You may be well familiar with the story of how she called out to him,
appeared to her little “Juanito” and sent him to the local bishop, requesting
that a church be built in that very place.
Of course, he did what she asked of him but failed utterly to convince
the bishop of anything. He was weak and
insignificant in the eyes of this world, and so he was hardly listened to when
he shared his story of the beautiful woman that had appeared to him.
Mary
was not disappointed. With great
patience and unwavering love she simply sent him back once again to request
that a church be constructed for her Son.
Again Juan Diego failed. But he
was docile, he was receptive as he was being instructed by Our Lady, and when he
returned a third time with the sign of the roses, and the bishop saw the
miraculous image of the Blessed Virgin Mary embedded on St.
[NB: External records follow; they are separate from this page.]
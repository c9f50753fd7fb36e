//! Small value types shared across ingress, assembly and export.

/// UI (Unique Identifier) value representation.
pub type UI = String;

/// US (Unsigned Short) value representation.
pub type US = u16;

/// Priority (0000,0700) values for DIMSE operations, reused for
/// [`crate::model::inference_request::InferenceRequest`] priority.
#[derive(Debug, Copy, Clone, PartialEq, Eq, Hash, serde::Serialize, serde::Deserialize)]
#[serde(rename_all = "lowercase")]
pub enum Priority {
	Low = 0x0002,
	Medium = 0x0000,
	High = 0x0001,
}

impl Default for Priority {
	fn default() -> Self {
		Self::Medium
	}
}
Juan Diego’s tilma, construction began in earnest for
that church. It was accomplished not by
the strength, vision or determination of St. Juan Diego, but because he was
receptive to the word and message of God, a receptivity he learned from a young
Virgin Mother named Mary.
Within
seven years of the construction of the Basilica of Our Lady of Guadalupe, eight
million native people were baptized there.
After instruction on the Sacrament of Marriage—God’s plan of love for
one woman and one man, given to us in love for the building up of the human
family and society—it is said that 1,000 couples celebrated that sacrament in a
single day. Today over five million people
travel to the Basilica of Our Lady of Guadalupe each year to renew their faith
and respond to God’s call to holiness and eternal life.
Can
Mary still teach us what it means to receive the love of God and to offer it to
those around us? Can we still learn
what it means to rediscover the order of love in our lives and in our
communities? May we come to embrace that
same docility of St. Juan Diego, that same receptivity of the Blessed Virgin
Mary, and so allow the love of God to be poured out into our hearts and into
our world, a world in such desperate need of this order of love and of the God
who longs for nothing more than to give it away.